Pregnancy- NINLARO can cause fetal harm. Advise male and females patients of reproductive potential to use contraceptive measures during treatment and for an additional 90 days after the final dose of NINLARO. Women of childbearing potential should avoid becoming pregnant while taking NINLARO due to potential hazard to the fetus. Women using hormonal contraceptives should use an additional barrier method of contraception.

Lactation- It is not known whether NINLARO or its metabolites are excreted in human milk. There could be potential adverse events in nursing infants and therefore breastfeeding should be discontinued.

SPECIAL PATIENT POPULATIONS
Hepatic Impairment: Reduce the NINLARO starting dose to 3 mg in patients with moderate or severe hepatic impairment.
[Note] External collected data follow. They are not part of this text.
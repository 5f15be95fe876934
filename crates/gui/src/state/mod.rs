pub mod generation;
pub mod settings;
pub mod sketch;

use std::collections::BTreeMap;

use shared::{GenerateRequest, ParameterOverride, PrintabilityReport};

pub use generation::{ChatMessage, ChatRole, GenerationClient, GenerationServiceError};
pub use settings::AppSettings;
pub use sketch::SketchPad;

use crate::export::ExportArtifact;
use crate::model::GeneratedSource;
use crate::session::{Viewer, ViewerError};

/// Panel visibility flags
pub struct PanelVisibility {
    pub sketch: bool,
    pub parameters: bool,
    pub report: bool,
    pub source: bool,
}

impl Default for PanelVisibility {
    fn default() -> Self {
        Self {
            sketch: true,
            parameters: true,
            report: true,
            source: false,
        }
    }
}

/// Combined application state
pub struct AppState {
    pub viewer: Viewer,
    pub sketch: SketchPad,
    /// `None` when the background runtime could not be started
    pub generation: Option<GenerationClient>,
    pub settings: AppSettings,
    pub panels: PanelVisibility,
    pub prompt: String,
    /// Printability report for the current source
    pub report: Option<PrintabilityReport>,
    /// Text of the parameter override fields, keyed by parameter name
    pub override_inputs: BTreeMap<String, String>,
    pub show_settings_window: bool,
    /// Source editor contents
    pub source_text: String,
}

impl AppState {
    pub fn new(settings: AppSettings) -> Self {
        let generation = match GenerationClient::new(&settings.service.url) {
            Ok(client) => Some(client),
            Err(e) => {
                tracing::error!("Failed to start generation runtime: {e}");
                None
            }
        };
        let mut sketch = SketchPad::new(settings.sketch.canvas_size);
        sketch.brush_size = settings.sketch.brush_size;

        Self {
            viewer: Viewer::new(settings.viewer.clone()),
            sketch,
            generation,
            settings,
            panels: PanelVisibility::default(),
            prompt: String::new(),
            report: None,
            override_inputs: BTreeMap::new(),
            show_settings_window: false,
            source_text: String::new(),
        }
    }

    // ── Generation ───────────────────────────────────────────

    /// Send the sketch and prompt to the generation service.
    ///
    /// The current source is attached so the service can iterate on it.
    pub fn submit_generation(&mut self) {
        let mut request = GenerateRequest::new(self.prompt.trim());
        if !self.sketch.is_empty() {
            match self.sketch.to_png_base64() {
                Ok(png) => request.image_base64 = Some(png),
                Err(e) => {
                    self.viewer.set_overlay(e);
                    return;
                }
            }
        }
        request.previous_code = self.viewer.source().map(|s| s.as_str().to_string());

        let result = match self.generation.as_mut() {
            Some(client) => client.request(request),
            None => Err(GenerationServiceError::Unreachable("generation runtime unavailable".into())),
        };
        if let Err(e) = result {
            self.viewer.set_overlay(e);
        }
    }

    /// Check for a finished generation request. Call once per frame.
    pub fn poll_generation(&mut self) {
        let Some(result) = self.generation.as_mut().and_then(|c| c.poll()) else {
            return;
        };
        match result {
            Ok(response) => {
                let _ = self.apply_source(GeneratedSource::new(response.code));
            }
            Err(e) => self.viewer.set_overlay(e),
        }
    }

    /// Resend the last request that failed.
    pub fn retry_generation(&mut self) {
        let result = match self.generation.as_mut() {
            Some(client) => client.retry(),
            None => Err(GenerationServiceError::Unreachable("generation runtime unavailable".into())),
        };
        if let Err(e) = result {
            self.viewer.set_overlay(e);
        }
    }

    pub fn can_retry_generation(&self) -> bool {
        self.generation
            .as_ref()
            .is_some_and(|c| !c.is_loading() && c.last_failed_request.is_some())
    }

    pub fn is_generating(&self) -> bool {
        self.generation.as_ref().is_some_and(|c| c.is_loading())
    }

    // ── Model ────────────────────────────────────────────────

    /// Load a new source into the viewer and check its printability.
    pub fn apply_source(&mut self, source: GeneratedSource) -> Result<(), ViewerError> {
        self.report = Some(shared::printability::check(source.as_str()));
        self.source_text = source.as_str().to_string();
        self.override_inputs.clear();
        let result = self.viewer.load_source(source);
        self.sync_override_inputs();
        if let Err(e) = &result {
            self.report_failure("evaluation", e);
        }
        result
    }

    /// Re-run the model with the values typed into the parameter fields.
    ///
    /// Numeric text becomes a number override, anything else a formula.
    pub fn apply_overrides(&mut self) -> Result<(), ViewerError> {
        let overrides: BTreeMap<String, ParameterOverride> = self
            .override_inputs
            .iter()
            .filter(|(_, text)| !text.trim().is_empty())
            .map(|(name, text)| {
                let text = text.trim();
                let value = match text.parse::<f64>() {
                    Ok(value) => ParameterOverride::Number { value },
                    Err(_) => ParameterOverride::Formula {
                        expression: text.to_string(),
                    },
                };
                (name.clone(), value)
            })
            .collect();
        let result = self.viewer.set_overrides(overrides);
        if let Err(e) = &result {
            self.report_failure("parameters", e);
        }
        result
    }

    /// Drop all overrides and go back to the declared initial values.
    pub fn reset_overrides(&mut self) -> Result<(), ViewerError> {
        self.override_inputs.clear();
        let result = self.viewer.set_overrides(BTreeMap::new());
        self.sync_override_inputs();
        result
    }

    /// Fill empty parameter fields with the current values.
    fn sync_override_inputs(&mut self) {
        if let Some(session) = self.viewer.session() {
            for (name, value) in session.values() {
                self.override_inputs
                    .entry(name.clone())
                    .or_insert_with(|| format!("{}", value));
            }
        }
    }

    fn report_failure(&self, source: &str, error: &ViewerError) {
        if !self.settings.service.report_errors {
            return;
        }
        if let Some(client) = &self.generation {
            client.report_error(source, &error.to_string(), self.viewer.source().map(|s| s.as_str()));
        }
    }

    // ── Export ───────────────────────────────────────────────

    /// File stem for exports, derived from the prompt.
    pub fn model_identifier(&self) -> String {
        let words: Vec<&str> = self.prompt.split_whitespace().take(3).collect();
        if words.is_empty() {
            "model".to_string()
        } else {
            words.join("_")
        }
    }

    pub fn export_stl(&mut self) -> Result<ExportArtifact, ViewerError> {
        let identifier = self.model_identifier();
        let result = self.viewer.export_stl(&identifier);
        if let Err(e) = &result {
            self.viewer.set_overlay(e.clone());
        }
        result
    }

    /// Use the current frame as the sketch background for the next iteration.
    pub fn snapshot_to_sketch(&mut self) -> Result<(), ViewerError> {
        let result = self
            .viewer
            .snapshot()
            .and_then(|snapshot| self.sketch.seed_from_snapshot(&snapshot).map_err(ViewerError::from));
        if let Err(e) = &result {
            self.viewer.set_overlay(e.clone());
        }
        result
    }

    /// Push edited settings into the viewer and persist them.
    pub fn apply_settings(&mut self) {
        if let Some(client) = self.generation.as_mut() {
            client.set_base_url(&self.settings.service.url);
        }
        self.sketch.brush_size = self.settings.sketch.brush_size;
        crate::i18n::set_lang(self.settings.ui.language);
        if let Err(e) = self.viewer.apply_settings(self.settings.viewer.clone()) {
            tracing::warn!("Re-evaluation after settings change failed: {e}");
        }
        self.settings.save();
    }
}

impl Default for AppState {
    fn default() -> Self {
        Self::new(AppSettings::load())
    }
}

#[cfg(test)]
mod tests {
    use super::*;

    fn state() -> AppState {
        let mut settings = AppSettings::default();
        settings.service.report_errors = false;
        AppState::new(settings)
    }

    #[test]
    fn test_apply_source_fills_report_and_inputs() {
        let mut state = state();
        let source = r#"
            fn parameter_definitions() { [#{ name: "size", initial: 12.0 }] }
            fn main(params) { cube(params.size) }
        "#;
        state.apply_source(source.into()).unwrap();
        assert!(state.report.is_some());
        assert_eq!(state.override_inputs.get("size").map(String::as_str), Some("12"));
    }

    #[test]
    fn test_overrides_numbers_and_formulas() {
        let mut state = state();
        let source = r#"
            fn parameter_definitions() { [#{ name: "a", initial: 2.0 }, #{ name: "b", initial: 3.0 }] }
            fn main(params) { cuboid([params.a, params.b, 1.0]) }
        "#;
        state.apply_source(source.into()).unwrap();
        state.override_inputs.insert("a".into(), "4".into());
        state.override_inputs.insert("b".into(), "a * 2".into());
        state.apply_overrides().unwrap();
        let values = state.viewer.session().unwrap().values();
        assert_eq!(values["a"], 4.0);
        assert_eq!(values["b"], 8.0);
    }

    #[test]
    fn test_model_identifier() {
        let mut state = state();
        assert_eq!(state.model_identifier(), "model");
        state.prompt = "  small phone stand with cable slot ".into();
        assert_eq!(state.model_identifier(), "small_phone_stand");
    }

    #[test]
    fn test_export_without_model_sets_overlay() {
        let mut state = state();
        assert!(state.export_stl().is_err());
        assert_eq!(state.viewer.overlay().map(|e| e.kind()), Some("export"));
    }
}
Renal Impairment: Reduce the NINLARO starting dose to 3 mg in patients with severe renal impairment or end-stage renal disease (ESRD) requiring dialysis. NINLARO is not dialyzable and, therefore, can be administered without regard to the timing of dialysis.

DRUG INTERACTIONS
Co-administration of strong CYP3A inducers with NINLARO is not recommended.

ADVERSE REACTIONS
The most frequently reported adverse reactions (≥ 20%) in the NINLARO regimen, and greater than in the placebo regimen, were diarrhea (42% vs. 36%), constipation (34% vs. 25%), thrombocytopenia (28% vs. 14%), peripheral neuropathy (28% vs. 21%), nausea (26% vs. 21%), peripheral edema (25% vs. 18%), vomiting (22% vs. 11%), and back pain (21% vs. 16%). Serious adverse reactions reported in ≥ 2% of patients included thrombocytopenia (2%) and diarrhea (2%). For each adverse reaction, one or more of the three drugs was discontinued in ≤ 1% of patients in the NINLARO regimen.